Michael Cheng    Apr 02, 2019 1:30 PM PT
Study Reveals Consumer Views on Driverless Car Makers, Tech and Trust

Consumers are the driving force of large-scale industries, including auto. In the case of autonomous cars, it is important to understand the general public's views on the nascent technology. Such data can help streamline adoption and boost awareness about complex aspects of driverless operation.

A survey conducted by UK-based Leasing Options is the latest study to highlight consumer outlook regarding autonomous vehicles. The study focused on carmakers developing driverless platforms, public trust across multiple auto segments, major investments and tech businesses with key roles in the industry.

Auto Brands, Public Trust and Tech Developers

According to the study, consumers trust Tesla the most with manufacturing autonomous cars in the luxury auto segment (26.6 percent). In the executive brand category, Volvo sits at first place (22.6 percent), closely followed by Volkswagen (22.4 percent). Within the budget auto segment, Hyundai comfortably nabbed the top spot with 46.7 percent.

For taxi companies, survey participants only had two choices: Lyft and Uber. Surprisingly, Uber dominated the category, with 74.3 percent favoring the startup over Lyft (25.7 percent).

When it comes to tech companies in the sector, survey respondents view Cupertino-based Apple to be the most capable developer of self-driving cars (31.3 percent). Next is Google (Waymo) at 25.4 percent, followed by Samsung (16.2 percent), Amazon (15.6 percent) and Microsoft (11.5 percent).
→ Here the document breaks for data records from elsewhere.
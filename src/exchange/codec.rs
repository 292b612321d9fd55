//! Blueprint exchange string codec.
//!
//! An exchange string is one version digit followed by the standard base64
//! encoding of a zlib stream that holds the blueprint JSON:
//!
//! ```text
//! 0eNqrVkrKKU0tKMrMK1GyqlZKzs8pzc0DsZWsso3NdJQKEvOzU4tApgA0awxS
//! ^ ^--------------------- base64(zlib(json)) ---------------------
//! version
//! ```

use std::io::{Read, Write};

use base64::{Engine, engine::general_purpose::STANDARD as BASE64};
use flate2::Compression;
use flate2::read::ZlibDecoder;
use flate2::write::ZlibEncoder;
use serde_json::Value;

use crate::logging::trace;

use super::error::CodecError;

/// Exchange string version produced by current game releases.
pub const DEFAULT_EXCHANGE_VERSION: u8 = 0;

/// Converts between exchange strings and JSON text.
///
/// The codec carries its default output version and the set of versions it
/// accepts, so callers (and tests) decide both instead of relying on globals.
///
/// # Example
///
/// ```ignore
/// use blueprint_db::ExchangeCodec;
///
/// let codec = ExchangeCodec::default();
/// let s = codec.generate(r#"{"blueprint":{"label":"X","version":0}}"#)?;
/// assert!(s.starts_with('0'));
/// let json = codec.parse(&s)?;
/// ```
#[derive(Debug, Clone, PartialEq, Eq)]
pub struct ExchangeCodec {
    default_version: u8,
    supported: Vec<u8>,
}

impl Default for ExchangeCodec {
    fn default() -> Self {
        Self {
            default_version: DEFAULT_EXCHANGE_VERSION,
            supported: vec![DEFAULT_EXCHANGE_VERSION],
        }
    }
}

impl ExchangeCodec {
    /// Create a codec with an explicit default version and supported set.
    ///
    /// The default version is added to the supported set if missing.
    pub fn new(default_version: u8, supported: impl IntoIterator<Item = u8>) -> Self {
        let mut supported: Vec<u8> = supported.into_iter().collect();
        if !supported.contains(&default_version) {
            supported.push(default_version);
        }
        supported.sort_unstable();
        supported.dedup();
        Self {
            default_version,
            supported,
        }
    }

    pub fn default_version(&self) -> u8 {
        self.default_version
    }

    pub fn supported_versions(&self) -> &[u8] {
        &self.supported
    }

    pub fn is_supported(&self, version: u8) -> bool {
        self.supported.contains(&version)
    }

    /// Versions are written as a single decimal digit.
    fn check_version(&self, version: u8) -> Result<(), CodecError> {
        if version <= 9 && self.is_supported(version) {
            Ok(())
        } else {
            Err(CodecError::UnsupportedVersion {
                found: version.to_string(),
                supported: self.supported.clone(),
            })
        }
    }

    /// Decode an exchange string to its JSON text.
    ///
    /// Whitespace around and inside the string is ignored.
    pub fn parse(&self, input: &str) -> Result<String, CodecError> {
        let input = input.trim();
        let mut chars = input.chars();
        let first = chars.next().ok_or(CodecError::Empty)?;
        let version = first
            .to_digit(10)
            .and_then(|d| u8::try_from(d).ok())
            .ok_or_else(|| CodecError::UnsupportedVersion {
                found: first.to_string(),
                supported: self.supported.clone(),
            })?;
        self.check_version(version)?;

        let body: String = chars.filter(|c| !c.is_whitespace()).collect();
        let compressed = BASE64.decode(body)?;
        let mut raw = Vec::new();
        ZlibDecoder::new(compressed.as_slice())
            .read_to_end(&mut raw)
            .map_err(CodecError::Decompression)?;
        trace!(
            version = version,
            compressed = compressed.len(),
            decompressed = raw.len(),
            "decoded exchange string"
        );

        Ok(String::from_utf8(raw)?)
    }

    /// Decode an exchange string and parse its JSON payload.
    pub fn parse_value(&self, input: &str) -> Result<Value, CodecError> {
        let json = self.parse(input)?;
        Ok(serde_json::from_str(&json)?)
    }

    /// Encode JSON text at the codec's default version.
    ///
    /// The text is compressed as given; use [`generate_value`](Self::generate_value)
    /// to get the canonical form.
    pub fn generate(&self, json: &str) -> Result<String, CodecError> {
        self.generate_with_version(json, self.default_version)
    }

    /// Encode JSON text at an explicit version.
    pub fn generate_with_version(&self, json: &str, version: u8) -> Result<String, CodecError> {
        self.check_version(version)?;

        let mut encoder = ZlibEncoder::new(Vec::new(), Compression::best());
        encoder
            .write_all(json.as_bytes())
            .map_err(CodecError::Compression)?;
        let compressed = encoder.finish().map_err(CodecError::Compression)?;

        let mut out = version.to_string();
        BASE64.encode_string(&compressed, &mut out);
        Ok(out)
    }

    /// Encode a JSON value in canonical form at the default version.
    pub fn generate_value(&self, value: &Value) -> Result<String, CodecError> {
        self.generate(&canonicalize(value)?)
    }
}

/// Serialize a JSON value in its canonical exchange form: object keys
/// sorted, no whitespace between tokens.
///
/// `serde_json::Map` is ordered by key, so plain compact serialization
/// already yields sorted keys. Two semantically equal values therefore
/// produce identical text and identical exchange strings.
pub fn canonicalize(value: &Value) -> Result<String, CodecError> {
    Ok(serde_json::to_string(value)?)
}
Based on the figures above, there seems to be a disconnect between the views of the general public and tech businesses leading development of driverless vehicles. Waymo is currently way ahead of the group, with ongoing trials in major cities. Furthermore, other crucial tech players seem to be missing from the survey, such as NVIDIA, Intel and BlackBerry.

"The technology companies realized there's a lot they didn't know; they didn't want to literally reinvent the wheel. It's better, faster and cheaper to work with the auto industry," cited Richard Wallace, Vice President of Transportation System Analysis at the Center for Automotive Research. 

Despite conflicting viewpoints, consumers are betting on Waymo to build and release the first fully autonomous car, followed by General Motors (GM), Apple and Daimler (Daimler-Bosch).

Following the Money Trail

To date, investors across the globe have poured over $100 billion into developing autonomous vehicles. Taking a lion's share of the total amount is Volkswagen, which has invested a staggering $54.2 billion – making up roughly 57 percent of the pie. Tech giant Samsung sits in second place, contributing $8 billion to the emerging sector. This is interesting, as Samsung rarely makes headlines about pioneering driverless technology. Instead it has taken a backseat-approach to development, by focusing on 5G infrastructure and ADAS software.

Ford captured the third spot with investments amounting to $5.39 billion. Other notable investors include the following:  Daimler ($3.04 billion), Audi ($3 billion), Softbank ($2.27 billion), Uber ($1.88 billion) and Apple ($1 billion).

"Ford's not trying to be the first to market. Their goal is to have the right kind of business developed specifically for autonomous service, not an adaptation of an existing vehicle," said Sam Abuelsamid, Senior Analyst at Navigant.